● What the task asks: Set down exactly the lines of the listing below, please, beginning with the first and ending with the line that holds "pub const HEARTBEAT_INTERVAL: Duration".

● Records supplied:
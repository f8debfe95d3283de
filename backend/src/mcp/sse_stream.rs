//! Server-Sent Events plumbing shared by the HTTP transports.

use axum::response::sse::Event;
use futures::stream::{self, BoxStream, Stream, StreamExt};
use std::convert::Infallible;
use std::time::Duration;
use tokio::time::{interval_at, Instant, Interval, MissedTickBehavior};
use tokio_util::sync::CancellationToken;
use tracing::debug;

/// Interval between heartbeat comments on an idle stream.
pub const HEARTBEAT_INTERVAL: Duration = Duration::from_secs(30);

/// One SSE event waiting to be written.
#[derive(Debug, Clone, PartialEq)]
pub struct SseFrame {
    pub event_id: Option<String>,
    pub event: String,
    pub data: String,
}

impl SseFrame {
    /// A JSON-RPC message event.
    pub fn message(event_id: Option<String>, data: String) -> Self {
        Self {
            event_id,
            event: "message".to_string(),
            data,
        }
    }

    pub fn into_event(self) -> Event {
        let event = Event::default().event(self.event).data(self.data);
        match self.event_id {
            Some(id) => event.id(id),
            None => event,
        }
    }
}

/// Runs cleanup when the SSE response body is dropped, which is how a client
/// disconnect shows up on the server side. The callback runs exactly once.
pub struct DisconnectGuard {
    on_disconnect: Option<Box<dyn FnOnce() + Send>>,
}

impl DisconnectGuard {
    pub fn new(on_disconnect: impl FnOnce() + Send + 'static) -> Self {
        Self {
            on_disconnect: Some(Box::new(on_disconnect)),
        }
    }
}

impl Drop for DisconnectGuard {
    fn drop(&mut self) {
        if let Some(on_disconnect) = self.on_disconnect.take() {
            on_disconnect();
        }
    }
}

struct StreamState {
    frames: BoxStream<'static, SseFrame>,
    heartbeat: Interval,
    shutdown: CancellationToken,
    _guard: DisconnectGuard,
}

enum Step {
    Frame(SseFrame),
    Heartbeat,
    Stop,
}

/// Turn a frame source into an SSE body.
///
/// The body ends when the frame source ends or `shutdown` is cancelled, and
/// emits a `ping` comment every `heartbeat` while idle. Dropping the body
/// drops `guard`.
pub fn sse_stream(
    frames: BoxStream<'static, SseFrame>,
    heartbeat: Duration,
    shutdown: CancellationToken,
    guard: DisconnectGuard,
) -> impl Stream<Item = Result<Event, Infallible>> + Send + 'static {
    let mut interval = interval_at(Instant::now() + heartbeat, heartbeat);
    interval.set_missed_tick_behavior(MissedTickBehavior::Delay);
    let state = StreamState {
        frames,
        heartbeat: interval,
        shutdown,
        _guard: guard,
    };

    stream::unfold(state, |mut state| async move {
        let step = tokio::select! {
            biased;
            _ = state.shutdown.cancelled() => Step::Stop,
            frame = state.frames.next() => match frame {
                Some(frame) => Step::Frame(frame),
                None => Step::Stop,
            },
            _ = state.heartbeat.tick() => Step::Heartbeat,
        };
        match step {
            Step::Frame(frame) => Some((Ok(frame.into_event()), state)),
            Step::Heartbeat => {
                debug!("SSE heartbeat");
                Some((Ok(Event::default().comment("ping")), state))
            }
            Step::Stop => None,
        }
    })
}

#[cfg(test)]
mod tests {
    use super::*;
    use std::sync::atomic::{AtomicUsize, Ordering};
    use std::sync::Arc;
    use tokio::sync::mpsc;
    use tokio_stream::wrappers::UnboundedReceiverStream;

    fn counting_guard() -> (DisconnectGuard, Arc<AtomicUsize>) {
        let count = Arc::new(AtomicUsize::new(0));
        let seen = count.clone();
        let guard = DisconnectGuard::new(move || {
            seen.fetch_add(1, Ordering::SeqCst);
        });
        (guard, count)
    }

    #[tokio::test]
    async fn test_frames_are_forwarded_in_order() {
        let (tx, rx) = mpsc::unbounded_channel();
        let (guard, _) = counting_guard();
        let body = sse_stream(
            UnboundedReceiverStream::new(rx).boxed(),
            HEARTBEAT_INTERVAL,
            CancellationToken::new(),
            guard,
        );
        tx.send(SseFrame::message(Some("s_1".into()), "{}".into()))
            .unwrap();
        tx.send(SseFrame::message(Some("s_2".into()), "{}".into()))
            .unwrap();
        drop(tx);

        let events: Vec<_> = body.collect().await;
        assert_eq!(events.len(), 2);
    }

    #[tokio::test]
    async fn test_heartbeat_emitted_while_idle() {
        let (_tx, rx) = mpsc::unbounded_channel::<SseFrame>();
        let (guard, _) = counting_guard();
        let mut body = Box::pin(sse_stream(
            UnboundedReceiverStream::new(rx).boxed(),
            Duration::from_millis(20),
            CancellationToken::new(),
            guard,
        ));
        let first = tokio::time::timeout(Duration::from_secs(2), body.next()).await;
        assert!(matches!(first, Ok(Some(Ok(_)))));
    }

    #[tokio::test]
    async fn test_dropping_body_runs_cleanup_once() {
        let (tx, rx) = mpsc::unbounded_channel::<SseFrame>();
        let (guard, count) = counting_guard();
        let mut body = Box::pin(sse_stream(
            UnboundedReceiverStream::new(rx).boxed(),
            Duration::from_millis(10),
            CancellationToken::new(),
            guard,
        ));
        let first = tokio::time::timeout(Duration::from_secs(2), body.next()).await;
        assert!(matches!(first, Ok(Some(Ok(_)))));
        assert_eq!(count.load(Ordering::SeqCst), 0);

        drop(body);
        assert_eq!(count.load(Ordering::SeqCst), 1);
        // Nothing reads the frame source any more
        assert!(tx.is_closed());
    }

    #[tokio::test]
    async fn test_shutdown_ends_stream() {
        let (_tx, rx) = mpsc::unbounded_channel::<SseFrame>();
        let (guard, count) = counting_guard();
        let shutdown = CancellationToken::new();
        let body = sse_stream(
            UnboundedReceiverStream::new(rx).boxed(),
            HEARTBEAT_INTERVAL,
            shutdown.clone(),
            guard,
        );
        shutdown.cancel();
        let events: Vec<_> = body.collect().await;
        assert!(events.is_empty());
        assert_eq!(count.load(Ordering::SeqCst), 1);
    }
}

● Exercise result:
repository f8debfe95d3283de
filename backend/src/mcp/sse_stream.rs
//! Server-Sent Events plumbing shared by the HTTP transports.

use axum::response::sse::Event;
use futures::stream::{self, BoxStream, Stream, StreamExt};
use std::convert::Infallible;
use std::time::Duration;
use tokio::time::{interval_at, Instant, Interval, MissedTickBehavior};
use tokio_util::sync::CancellationToken;
use tracing::debug;

/// Interval between heartbeat comments on an idle stream.
pub const HEARTBEAT_INTERVAL: Duration = Duration::from_secs(30);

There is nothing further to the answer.